Line by line, reproduce exactly the beginning of the listing below, ending with the line that contains "state (true: device" and adding nothing.

Material to process ▸
+===+

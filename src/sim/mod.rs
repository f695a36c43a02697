/// Simulated hardware: an M95080-style EEPROM driven bit by bit, and the
/// Kawari register window it hangs off.

mod eeprom;
mod kawari;

pub use self::eeprom::{
	SimConfig,
	SimEeprom,
	FACTORY_ID,
};

pub use self::kawari::{
	KawariSim,
	SIM_VARIANT,
	SIM_VERSION,
};
use std::thread;
use std::time::{
	Duration,
	Instant,
};

/// number of status bytes `wait_busy` reads before giving up
pub const DEFAULT_BUSY_POLLS: usize = 0x1_0000;

pub fn reliable_sleep(mut duration: Duration) {
	loop {
		let now = Instant::now();
		thread::sleep(duration);
		let elapsed = now.elapsed();
		if elapsed >= duration {
			return;
		}
		duration -= elapsed;
	}
}

/// Output lines of the bus; `chip_select` is the logical state (true: device
/// selected), the electrical polarity is up to the line driver.
#[derive(Copy, Clone, PartialEq, Eq, PartialOrd, Ord, Hash, Debug)]
pub struct OutPins {
	pub chip_select: bool,
	pub clock: bool,
	pub data: bool,
}

impl OutPins {
	/// select released, clock and data idle high
	pub const IDLE: OutPins = OutPins { chip_select: false, clock: true, data: true };

	pub fn selected(clock: bool, data: bool) -> Self {
		OutPins {
			chip_select: true,
			clock,
			data,
		}
	}
}

pub trait Hardware {
	/// drive all output lines with a single write
	fn set_pins(&mut self, pins: OutPins);
	/// sample the device's data output
	fn read_pin(&mut self) -> bool;

	// nothing else may touch the lines between `mask_interrupts` and
	// `unmask_interrupts`
	fn mask_interrupts(&mut self) {}
	fn unmask_interrupts(&mut self) {}

	// delay for (at least) one clock edge; the register writes alone are
	// slow enough for the device by default
	fn delay(&mut self) {}

	fn busy_poll_limit(&self) -> usize {
		DEFAULT_BUSY_POLLS
	}
}

impl<'a, H: ?Sized + Hardware> Hardware for &'a mut H {
	fn set_pins(&mut self, pins: OutPins) {
		H::set_pins(*self, pins)
	}
	fn read_pin(&mut self) -> bool {
		H::read_pin(*self)
	}
	fn mask_interrupts(&mut self) {
		H::mask_interrupts(*self)
	}
	fn unmask_interrupts(&mut self) {
		H::unmask_interrupts(*self)
	}
	fn delay(&mut self) {
		H::delay(*self)
	}
	fn busy_poll_limit(&self) -> usize {
		H::busy_poll_limit(*self)
	}
}
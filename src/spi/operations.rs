use std::fmt;

use super::{
	DeviceError,
	LowLevel,
	transaction::{
		Opcode,
		Transaction,
		TransactionEngine,
	},
};

pub const MEMORY_SIZE: usize = 1024;
pub const PAGE_SIZE: usize = 32;

/// address bit 10 switches RDID/WRID to the lock status/lock function
pub const ID_LOCK_ADDRESS: u16 = 0x0400;

// data byte for LID; bit 1 requests the lock
const ID_LOCK_REQUEST: u8 = 0x02;

const STATUS_BUSY: u8 = 0x01;

pub type Page = [u8; PAGE_SIZE];

#[derive(Clone, Copy, PartialEq, Eq, PartialOrd, Ord, Hash, Debug)]
pub struct DeviceId {
	pub manufacturer: u8,
	pub family: u8,
	pub density: u8,
}

impl fmt::Display for DeviceId {
	fn fmt(&self, f: &mut fmt::Formatter) -> fmt::Result {
		write!(f, "MF=0x{:02x} SPI_FAM=0x{:02x} DENSITY=0x{:02x}", self.manufacturer, self.family, self.density)
	}
}

#[derive(Clone, Copy, PartialEq, Eq, PartialOrd, Ord, Hash, Debug)]
pub enum LockStatus {
	Unlocked,
	Locked,
}

impl fmt::Display for LockStatus {
	fn fmt(&self, f: &mut fmt::Formatter) -> fmt::Result {
		match self {
			LockStatus::Unlocked => write!(f, "UNLOCKED"),
			LockStatus::Locked => write!(f, "LOCKED"),
		}
	}
}

fn check_address(address: u16) -> crate::AResult<()> {
	if address as usize >= MEMORY_SIZE {
		return Err(DeviceError::AddressOutOfRange { address: address as u32 }.into());
	}
	Ok(())
}

fn check_page_address(address: u16) -> crate::AResult<()> {
	check_address(address)?;
	if 0 != address as usize % PAGE_SIZE {
		return Err(DeviceError::UnalignedPage { address: address as u32 }.into());
	}
	Ok(())
}

fn to_page(data: &[u8]) -> Page {
	let mut page = [0u8; PAGE_SIZE];
	page.copy_from_slice(data);
	page
}

pub trait DeviceOperations: TransactionEngine {
	/// Set the write enable latch; needed before every write, ID page write
	/// and lock. The device clears the latch again after each write cycle.
	fn write_enable(&mut self) -> crate::AResult<()> {
		self.execute(&Transaction::new(Opcode::WriteEnable))?;
		Ok(())
	}

	/// Poll the status register until the write cycle completed; gives up
	/// after `busy_poll_limit` status bytes. Always releases select.
	fn wait_busy(&mut self) -> crate::AResult<()> {
		let limit = self.busy_poll_limit();
		let mut status = self.execute(&Transaction::new(Opcode::ReadStatus).read(1).keep_open())?[0];
		let mut polls = 1usize;

		while 0 != status & STATUS_BUSY {
			if polls >= limit {
				self.masked().end();
				warn!("device still busy after {} status polls", polls);
				return Err(DeviceError::NotReady { polls }.into());
			}
			// the device repeats the status register as long as select is held
			status = self.masked().shift_in_byte();
			polls += 1;
		}

		self.masked().end();
		debug!("device ready after {} status polls", polls);
		Ok(())
	}

	fn read_page(&mut self, address: u16) -> crate::AResult<Page> {
		check_page_address(address)?;
		let data = self.execute(&Transaction::new(Opcode::Read).address(address).read(PAGE_SIZE))?;
		Ok(to_page(&data))
	}

	/// Requires a preceding `write_enable`; waits for the write cycle.
	fn write_page(&mut self, address: u16, page: &Page) -> crate::AResult<()> {
		check_page_address(address)?;
		self.execute(&Transaction::new(Opcode::Write).address(address).write(page))?;
		self.wait_busy()
	}

	/// Requires a preceding `write_enable`; waits for the write cycle.
	fn write_byte(&mut self, address: u16, value: u8) -> crate::AResult<()> {
		check_address(address)?;
		self.execute(&Transaction::new(Opcode::Write).address(address).write(&[value]))?;
		self.wait_busy()
	}

	/// The first three bytes of the ID page are programmed by the vendor.
	fn read_device_id(&mut self) -> crate::AResult<DeviceId> {
		let data = self.execute(&Transaction::new(Opcode::ReadId).address(0).read(3))?;
		Ok(DeviceId {
			manufacturer: data[0],
			family: data[1],
			density: data[2],
		})
	}

	fn read_id_page(&mut self) -> crate::AResult<Page> {
		let data = self.execute(&Transaction::new(Opcode::ReadId).address(0).read(PAGE_SIZE))?;
		Ok(to_page(&data))
	}

	/// Requires a preceding `write_enable`; a locked device ignores it.
	fn write_id_page(&mut self, page: &Page) -> crate::AResult<()> {
		self.execute(&Transaction::new(Opcode::WriteId).address(0).write(page))?;
		self.wait_busy()
	}

	fn read_lock_status(&mut self) -> crate::AResult<LockStatus> {
		let data = self.execute(&Transaction::new(Opcode::ReadId).address(ID_LOCK_ADDRESS).read(1))?;
		Ok(if 0 != data[0] & 0x01 { LockStatus::Locked } else { LockStatus::Unlocked })
	}

	/// Permanently locks the ID page. Requires a preceding `write_enable`.
	fn lock_id_page(&mut self) -> crate::AResult<()> {
		warn!("locking ID page permanently");
		self.execute(&Transaction::new(Opcode::WriteId).address(ID_LOCK_ADDRESS).write(&[ID_LOCK_REQUEST]))?;
		self.wait_busy()
	}
}

impl<H: LowLevel + ?Sized> DeviceOperations for H {
}

#[cfg(test)]
mod tests {
	use super::*;
	use crate::sim::{
		SimConfig,
		SimEeprom,
	};

	fn pattern(seed: u8) -> Page {
		let mut page = [0u8; PAGE_SIZE];
		for (i, b) in page.iter_mut().enumerate() {
			*b = seed.wrapping_mul(31).wrapping_add(i as u8);
		}
		page
	}

	fn device_error(e: &failure::Error) -> Option<&DeviceError> {
		e.downcast_ref::<DeviceError>()
	}

	#[test]
	fn every_page_round_trips() {
		let mut dev = SimEeprom::new(SimConfig::default());
		for address in (0..MEMORY_SIZE as u16).step_by(PAGE_SIZE) {
			let data = pattern((address / 32) as u8);
			dev.write_enable().unwrap();
			dev.write_page(address, &data).unwrap();
			assert_eq!(dev.read_page(address).unwrap(), data, "page @{:04x}", address);
		}
		// nothing overwrote another page
		for address in (0..MEMORY_SIZE as u16).step_by(PAGE_SIZE) {
			assert_eq!(dev.read_page(address).unwrap(), pattern((address / 32) as u8));
		}
	}

	#[test]
	fn write_without_write_enable_is_rejected_by_device() {
		let mut dev = SimEeprom::new(SimConfig::default());
		let before = dev.read_page(0x60).unwrap();
		dev.write_page(0x60, &pattern(7)).unwrap();
		assert_eq!(dev.read_page(0x60).unwrap(), before);

		// the latch only covers a single write
		dev.write_enable().unwrap();
		dev.write_page(0x60, &pattern(7)).unwrap();
		dev.write_page(0x60, &pattern(8)).unwrap();
		assert_eq!(dev.read_page(0x60).unwrap(), pattern(7));
	}

	#[test]
	fn single_byte_write() {
		let mut dev = SimEeprom::new(SimConfig::default());
		dev.write_enable().unwrap();
		dev.write_byte(0x123, 0x42).unwrap();
		let page = dev.read_page(0x120).unwrap();
		assert_eq!(page[3], 0x42);
		assert_eq!(page[2], 0xff);
		assert_eq!(page[4], 0xff);
	}

	#[test]
	fn out_of_range_addresses_are_rejected_before_the_bus() {
		let mut dev = SimEeprom::new(SimConfig::default());
		dev.write_enable().unwrap();
		let edges = dev.clock_edges();

		let e = dev.write_page(1024, &pattern(1)).unwrap_err();
		assert_eq!(device_error(&e), Some(&DeviceError::AddressOutOfRange { address: 1024 }));
		let e = dev.read_page(0xffe0).unwrap_err();
		assert_eq!(device_error(&e), Some(&DeviceError::AddressOutOfRange { address: 0xffe0 }));
		let e = dev.write_byte(0x400, 1).unwrap_err();
		assert_eq!(device_error(&e), Some(&DeviceError::AddressOutOfRange { address: 0x400 }));
		assert_eq!(dev.clock_edges(), edges);
	}

	#[test]
	fn unaligned_page_addresses_are_rejected() {
		let mut dev = SimEeprom::new(SimConfig::default());
		let e = dev.read_page(0x21).unwrap_err();
		assert_eq!(device_error(&e), Some(&DeviceError::UnalignedPage { address: 0x21 }));
		let e = dev.write_page(0x3f0, &pattern(0)).unwrap_err();
		assert_eq!(device_error(&e), Some(&DeviceError::UnalignedPage { address: 0x3f0 }));
	}

	#[test]
	fn device_id_is_vendor_prefix_of_id_page() {
		let mut dev = SimEeprom::new(SimConfig::default());
		let id = dev.read_device_id().unwrap();
		assert_eq!(id, DeviceId { manufacturer: 0x20, family: 0x00, density: 0x0a });
		let page = dev.read_id_page().unwrap();
		assert_eq!(&page[..3], &[0x20, 0x00, 0x0a][..]);
	}

	#[test]
	fn id_page_is_always_a_full_page() {
		let mut dev = SimEeprom::new(SimConfig::default());
		assert_eq!(dev.read_id_page().unwrap().len(), PAGE_SIZE);
		dev.write_enable().unwrap();
		dev.write_id_page(&pattern(3)).unwrap();
		let page = dev.read_id_page().unwrap();
		assert_eq!(page.len(), PAGE_SIZE);
		assert_eq!(page, pattern(3));
	}

	#[test]
	fn lock_is_permanent_and_blocks_id_writes() {
		let mut dev = SimEeprom::new(SimConfig::default());
		assert_eq!(dev.read_lock_status().unwrap(), LockStatus::Unlocked);

		// no write enable: lock request is ignored
		dev.lock_id_page().unwrap();
		assert_eq!(dev.read_lock_status().unwrap(), LockStatus::Unlocked);

		dev.write_enable().unwrap();
		dev.lock_id_page().unwrap();
		assert_eq!(dev.read_lock_status().unwrap(), LockStatus::Locked);
		let locked_page = dev.read_id_page().unwrap();

		for seed in 0..3 {
			dev.write_enable().unwrap();
			dev.write_id_page(&pattern(seed)).unwrap();
			assert_eq!(dev.read_id_page().unwrap(), locked_page);
			assert_eq!(dev.read_lock_status().unwrap(), LockStatus::Locked);
		}

		// locking again changes nothing
		dev.write_enable().unwrap();
		dev.lock_id_page().unwrap();
		assert_eq!(dev.read_lock_status().unwrap(), LockStatus::Locked);
		assert_eq!(dev.read_id_page().unwrap(), locked_page);
	}

	#[test]
	fn busy_device_is_polled_until_ready() {
		let mut dev = SimEeprom::new(SimConfig { write_busy_polls: 5, ..SimConfig::default() });
		dev.write_enable().unwrap();
		dev.write_page(0, &pattern(9)).unwrap();
		assert!(!dev.is_busy());
		assert_eq!(dev.status_reads(), 6);
		assert_eq!(dev.read_page(0).unwrap(), pattern(9));
	}

	#[test]
	fn stuck_device_reports_not_ready() {
		let mut dev = SimEeprom::new(SimConfig { stuck_busy: true, busy_poll_limit: 16, ..SimConfig::default() });
		dev.write_enable().unwrap();
		let e = dev.write_page(0, &pattern(1)).unwrap_err();
		assert_eq!(device_error(&e), Some(&DeviceError::NotReady { polls: 16 }));
		// select was released despite the failure
		assert!(!dev.is_selected());
	}
}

+===+

Output for this exercise ▸
filename src/sim/mod.rs
repository f695a36c43a02697
/// Simulated hardware: an M95080-style EEPROM driven bit by bit, and the
/// Kawari register window it hangs off.

mod eeprom;
mod kawari;

pub use self::eeprom::{
	SimConfig,
	SimEeprom,
	FACTORY_ID,
};

pub use self::kawari::{
	KawariSim,
	SIM_VARIANT,
	SIM_VERSION,
};
use std::thread;
use std::time::{
	Duration,
	Instant,
};

/// number of status bytes `wait_busy` reads before giving up
pub const DEFAULT_BUSY_POLLS: usize = 0x1_0000;

pub fn reliable_sleep(mut duration: Duration) {
	loop {
		let now = Instant::now();
		thread::sleep(duration);
		let elapsed = now.elapsed();
		if elapsed >= duration {
			return;
		}
		duration -= elapsed;
	}
}

/// Output lines of the bus; `chip_select` is the logical state (true: device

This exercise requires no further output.